Мы нашли Джона в курительной. Пуаро решительно подошел к нему:
– Мистер Кавендиш, мне срочно нужно в Тэдминстер. Появились новые улики. Разрешите воспользоваться вашим автомобилем?
– Конечно. Он вам нужен прямо сейчас?
– Да, если позволите.
Джон позвонил в колокольчик и приказал завести машину.
Через 10 минут мы уже были на пути в Тэдминстер.
– Пуаро, – робко начал я, – может быть, вы объясните мне, что происходит?
– Mon ami, о многом вы можете догадаться сами. Понятно, что теперь, когда мистер Инглторп оказался вне подозрения, положение сильно изменилось. Сейчас перед нами совершенно иная ситуация. Мы выяснили, что он не покупал стрихнин. Мы обнаружили сфабрикованные улики. Теперь надо найти настоящие. В принципе любой из обитателей усадьбы, кроме миссис Кавендиш, игравшей в тот вечер с вами в теннис, мог выдавать себя за мистера Инглторпа. Далее, мистер Инглторп утверждает, что оставил кофе в холле. Во время дознания никто не обратил внимания на его слова, но сейчас они приобрели первостепенное значение. Следует выяснить, кто отнес кофе миссис Инглторп и кто проходил через холл, пока чашка находилась там. Из ваших слов следует, что только двое были достаточно далеко – миссис Кавендиш и мадемуазель Синтия.

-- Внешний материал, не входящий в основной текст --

mod about;
mod avatar;
mod contact;
mod footer;
mod hero;
mod navbar;
mod projects;
mod skills;

use leptos::prelude::*;
use leptos_meta::*;
use leptos_router::{components::*, path};

use crate::content::{FAVICON, IDENTITY};
use crate::nav::{NavState, Section};
#[cfg(feature = "hydrate")]
use crate::nav::{ScrollConfig, SectionBounds};

use about::About;
use contact::Contact;
use footer::Footer;
use hero::Hero;
use navbar::NavBar;
use projects::Projects;
use skills::Skills;

pub fn shell(options: LeptosOptions) -> impl IntoView {
    view! {
        <!DOCTYPE html>
        <html lang="fr">
            <head>
                <meta charset="utf-8" />
                <meta name="viewport" content="width=device-width, initial-scale=1" />
                <AutoReload options=options.clone() />
                <HydrationScripts options />
                <meta name="color-scheme" content="dark" />
                <link rel="icon" type="image/svg+xml" href=FAVICON />
                <link
                    rel="stylesheet"
                    href="https://cdn.jsdelivr.net/gh/devicons/devicon@latest/devicon.min.css"
                />
                <link rel="stylesheet" id="leptos" href="/pkg/moctar-portfolio.css" />
                <MetaTags />
            </head>
            <body class="scroll-smooth">
                <App />
            </body>
        </html>
    }
}

#[component]
pub fn App() -> impl IntoView {
    // Provides context that manages stylesheets, titles, meta tags, etc.
    provide_meta_context();

    view! {
        <Title text=IDENTITY.name />
        <Meta name="description" content="Portfolio de Moctar Cherif Bichara, développeur Full-Stack" />

        <Router>
            <Routes fallback=|| view! { <NotFound /> }>
                <Route path=path!("/") view=Portfolio />
            </Routes>
        </Router>
    }
}

/// The whole one-page site. Owns the navigation state shared by every region.
#[component]
fn Portfolio() -> impl IntoView {
    let state = RwSignal::new(NavState::default());
    provide_context(state);

    #[cfg(feature = "hydrate")]
    {
        let config = ScrollConfig::DEFAULT;
        let handle = window_event_listener(leptos::ev::scroll, move |_| {
            track_scroll(state, &config);
        });
        on_cleanup(move || handle.remove());
    }

    // effects only run in the browser, so this flips once hydration is done
    Effect::new(move |_| state.update(NavState::mark_loaded));

    view! {
        <div class="min-h-screen bg-gradient-to-br from-gray-900 via-blue-900 to-gray-900 text-white">
            <NavBar />
            <Hero />
            <About />
            <Skills />
            <Projects />
            <Contact />
            <Footer />
        </div>
    }
}

#[component]
fn NotFound() -> impl IntoView {
    view! {
        <Title text="Page introuvable" />
        <div class="min-h-screen flex flex-col items-center justify-center bg-gray-900 text-white gap-6">
            <h1 class="text-4xl font-bold text-blue-400">"404"</h1>
            <a href="/" class="text-cyan-400 hover:text-cyan-300">
                "Retour à l'accueil"
            </a>
        </div>
    }
}

/// Recomputes the scroll-derived part of `NavState` from the live page layout.
#[cfg(feature = "hydrate")]
fn track_scroll(state: RwSignal<NavState>, config: &ScrollConfig) {
    let offset_y = window().scroll_y().unwrap_or_default();
    let doc = document();
    let locate = |section: Section| {
        doc.get_element_by_id(section.id()).map(|el| {
            let rect = el.get_bounding_client_rect();
            SectionBounds {
                top: rect.top(),
                bottom: rect.bottom(),
            }
        })
    };

    let mut next = state.get_untracked();
    next.on_scroll(offset_y, config, locate);
    // skip notifying subscribers when nothing changed
    if next != state.get_untracked() {
        state.set(next);
    }
}

/// Smooth-scrolls to the section with anchor `id` and marks it active.
/// Unknown ids and missing anchors leave the state untouched.
pub fn scroll_to_section(state: RwSignal<NavState>, id: &str) {
    let mut next = state.get_untracked();
    match next.request(id, scroll_into_view) {
        Ok(Some(_)) => state.set(next),
        Ok(None) => log::debug!("no anchor for section {id}"),
        Err(e) => log::debug!("ignoring navigation request: {e}"),
    }
}

#[cfg(feature = "hydrate")]
fn scroll_into_view(section: Section) -> bool {
    let Some(el) = document().get_element_by_id(section.id()) else {
        return false;
    };
    let opts = web_sys::ScrollIntoViewOptions::new();
    opts.set_behavior(web_sys::ScrollBehavior::Smooth);
    el.scroll_into_view_with_scroll_into_view_options(&opts);
    true
}

#[cfg(not(feature = "hydrate"))]
fn scroll_into_view(_section: Section) -> bool {
    // nothing to scroll while rendering on the server
    false
}
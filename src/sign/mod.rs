//! Boot sector signer.

mod boot_block;

pub use boot_block::{BootBlock, BOOT_BLOCK_SIZE, MAX_PAYLOAD_SIZE, SIGNATURE};

use super::{utils, Error, Result};
use std::{fs::OpenOptions, io::Write, path::Path};
use tracing::debug;

#[cfg(unix)]
/// Permission bits for a newly created image.
const IMAGE_MODE: u32 = 0o644;

/// Rewrites the file at `path` as a signed 512-byte boot block.
///
/// The size check happens before the file is opened for writing, so an
/// oversized input is left untouched.
pub fn sign_file<P: AsRef<Path>>(path: P) -> Result<BootBlock> {
    let path = path.as_ref();
    let data = utils::read_file(path)?;
    let block = BootBlock::new(&data)?;

    eprintln!(
        "boot block is {} bytes (max {MAX_PAYLOAD_SIZE})",
        block.payload_len()
    );

    write_image(path, block.as_bytes()).map_err(|source| Error::Write {
        path: path.to_path_buf(),
        source,
    })?;

    debug!(path = %path.display(), size = block.payload_len(), "signed boot block");
    Ok(block)
}

fn write_image(path: &Path, image: &[u8]) -> std::io::Result<()> {
    let mut options = OpenOptions::new();
    options.write(true).create(true).truncate(true);

    #[cfg(unix)]
    {
        use std::os::unix::fs::OpenOptionsExt;
        options.mode(IMAGE_MODE);
    }

    let mut file = options.open(path)?;
    file.write_all(image)?;
    file.sync_all()
}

Я почувствовал глубокое облегчение – миссис Кавендиш была вне подозрений.
– Снимая обвинение с Альфреда Инглторпа, я был вынужден раскрыть свои карты раньше, чем хотел бы. Пока я делал вид, что подозреваю Инглторпа, преступник, вероятно, был спокоен. Теперь же он будет вдвойне осторожен. Да, да – вдвойне.
Пуаро посмотрел мне в глаза.
– Скажите, Гастингс, вы лично кого-нибудь подозреваете?
Я медлил с ответом. Откровенно говоря, утром мне в голову пришла странная мысль, совершенно абсурдная, но почему-то не дававшая мне покоя.
– Какое там подозрение, так, одна дурацкая идея.
– Говорите не стесняясь, – подбодрил меня Пуаро, – надо доверять своему чутью.
– Хорошо, я скажу. Пусть это звучит дико, но я думаю, что мисс Говард что-то скрывает.
– Мисс Говард?
– Да, вы будете смеяться надо мной, но...
– Почему же я должен смеяться над вами?
– Мне кажется, – сказал я, – что мы автоматически исключаем мисс Говард из числа подозреваемых лишь на том основании, что ее не было в Стайлз. Но, если разобраться, она находилась в каких-то пятнадцати милях отсюда. Это полчаса езды на машине. Можем ли мы с уверенностью утверждать, что в ночь убийства ее здесь не было?
– Да, мой друг, – неожиданно произнес Пуаро, – можем. Я в первый же день позвонил в больницу, где она работала.
– И что вы узнали?
– Я выяснил, что мисс Говард работала во вторник в вечернюю смену. В конце ее дежурства привезли много раненых, и она благородно предложила остаться и помочь ночной смене. Ее предложение было с благодарностью принято. Так что здесь все чисто, Гастингс.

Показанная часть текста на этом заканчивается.